ASSIGNMENT:
Nothing in the data below may be left out; return all of it exactly.

(Beginning of GIVEN ENTRIES)

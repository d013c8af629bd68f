use chrono::{DateTime, Utc};
use serde::{Deserialize, Serialize};

/// The signed-in identity as known to the session.
#[derive(Debug, Clone, PartialEq, Eq)]
pub struct CurrentUser {
    pub uid: String,
    pub email: Option<String>,
}

impl CurrentUser {
    /// Name shown on comments: the local part of the login email.
    pub fn display_name(&self) -> String {
        self.email
            .as_deref()
            .and_then(|e| e.split('@').next())
            .filter(|local| !local.is_empty())
            .unwrap_or("User")
            .to_string()
    }
}

#[derive(Debug, Clone, PartialEq, Eq, Serialize, Deserialize)]
pub struct Comment {
    pub id: String,
    pub author_name: String,
    pub author_image: Option<String>,
    pub content: String,
    /// Epoch milliseconds or RFC 3339, as written by whichever client stored it.
    pub timestamp: Option<String>,
    pub article_id: String,
    pub user_id: String,
}

impl Comment {
    /// Sort key in epoch milliseconds. Unparseable or missing timestamps are 0.
    pub fn timestamp_millis(&self) -> i64 {
        let Some(raw) = self.timestamp.as_deref().map(str::trim) else {
            return 0;
        };
        if let Ok(millis) = raw.parse::<i64>() {
            return millis;
        }
        DateTime::parse_from_rfc3339(raw)
            .map(|dt| dt.with_timezone(&Utc).timestamp_millis())
            .unwrap_or(0)
    }

    /// Newest first; stable for equal timestamps.
    pub fn sort_newest_first(comments: &mut [Comment]) {
        comments.sort_by_key(|c| std::cmp::Reverse(c.timestamp_millis()));
    }
}

/// The per-user profile document. Every field defaults when the stored
/// document omits it, so older documents keep decoding.
#[derive(Debug, Clone, PartialEq, Eq, Default, Serialize, Deserialize)]
#[serde(default, rename_all = "camelCase")]
pub struct UserProfile {
    pub uid: String,
    pub username: String,
    pub full_name: String,
    pub email: String,
    pub phone_number: String,
    pub bio: String,
    pub website: String,
    pub profile_image_url: String,
    pub country: String,
    pub selected_topics: Vec<String>,
    pub followed_sources: Vec<String>,
    pub bookmarked_articles: Vec<String>,
}

impl UserProfile {
    pub fn for_user(user: &CurrentUser) -> Self {
        Self {
            uid: user.uid.clone(),
            email: user.email.clone().unwrap_or_default(),
            username: user.display_name(),
            ..Default::default()
        }
    }

    /// Adds or removes `article_id` from the bookmark list. Returns whether
    /// the list changed.
    pub fn set_bookmarked(&mut self, article_id: &str, bookmarked: bool) -> bool {
        let present = self.bookmarked_articles.iter().any(|id| id == article_id);
        match (bookmarked, present) {
            (true, false) => {
                self.bookmarked_articles.push(article_id.to_string());
                true
            }
            (false, true) => {
                self.bookmarked_articles.retain(|id| id != article_id);
                true
            }
            _ => false,
        }
    }
}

(End of GIVEN ENTRIES)

RESPONSE:
repository d013c8af629bd68f
use chrono::{DateTime, Utc};
use serde::{Deserialize, Serialize};

/// The signed-in identity as known to the session.
#[derive(Debug, Clone, PartialEq, Eq)]
pub struct CurrentUser {
    pub uid: String,
    pub email: Option<String>,
}

impl CurrentUser {
    /// Name shown on comments: the local part of the login email.
    pub fn display_name(&self) -> String {
        self.email
            .as_deref()
            .and_then(|e| e.split('@').next())
            .filter(|local| !local.is_empty())
            .unwrap_or("User")
            .to_string()
    }
}

#[derive(Debug, Clone, PartialEq, Eq, Serialize, Deserialize)]
pub struct Comment {
    pub id: String,
    pub author_name: String,
    pub author_image: Option<String>,
    pub content: String,
    /// Epoch milliseconds or RFC 3339, as written by whichever client stored it.
    pub timestamp: Option<String>,
    pub article_id: String,
    pub user_id: String,
}

impl Comment {
    /// Sort key in epoch milliseconds. Unparseable or missing timestamps are 0.
    pub fn timestamp_millis(&self) -> i64 {
        let Some(raw) = self.timestamp.as_deref().map(str::trim) else {
            return 0;
        };
        if let Ok(millis) = raw.parse::<i64>() {
            return millis;
        }
        DateTime::parse_from_rfc3339(raw)
            .map(|dt| dt.with_timezone(&Utc).timestamp_millis())
            .unwrap_or(0)
    }

    /// Newest first; stable for equal timestamps.
    pub fn sort_newest_first(comments: &mut [Comment]) {
        comments.sort_by_key(|c| std::cmp::Reverse(c.timestamp_millis()));
    }
}

/// The per-user profile document. Every field defaults when the stored
/// document omits it, so older documents keep decoding.
#[derive(Debug, Clone, PartialEq, Eq, Default, Serialize, Deserialize)]
#[serde(default, rename_all = "camelCase")]
pub struct UserProfile {
    pub uid: String,
    pub username: String,
    pub full_name: String,
    pub email: String,
    pub phone_number: String,
    pub bio: String,
    pub website: String,
    pub profile_image_url: String,
    pub country: String,
    pub selected_topics: Vec<String>,
    pub followed_sources: Vec<String>,
    pub bookmarked_articles: Vec<String>,
}

impl UserProfile {
    pub fn for_user(user: &CurrentUser) -> Self {
        Self {
            uid: user.uid.clone(),
            email: user.email.clone().unwrap_or_default(),
            username: user.display_name(),
            ..Default::default()
        }
    }

    /// Adds or removes `article_id` from the bookmark list. Returns whether
    /// the list changed.
    pub fn set_bookmarked(&mut self, article_id: &str, bookmarked: bool) -> bool {
        let present = self.bookmarked_articles.iter().any(|id| id == article_id);
        match (bookmarked, present) {
            (true, false) => {
                self.bookmarked_articles.push(article_id.to_string());
                true
            }
            (false, true) => {
                self.bookmarked_articles.retain(|id| id != article_id);
                true
            }
            _ => false,
        }
    }
}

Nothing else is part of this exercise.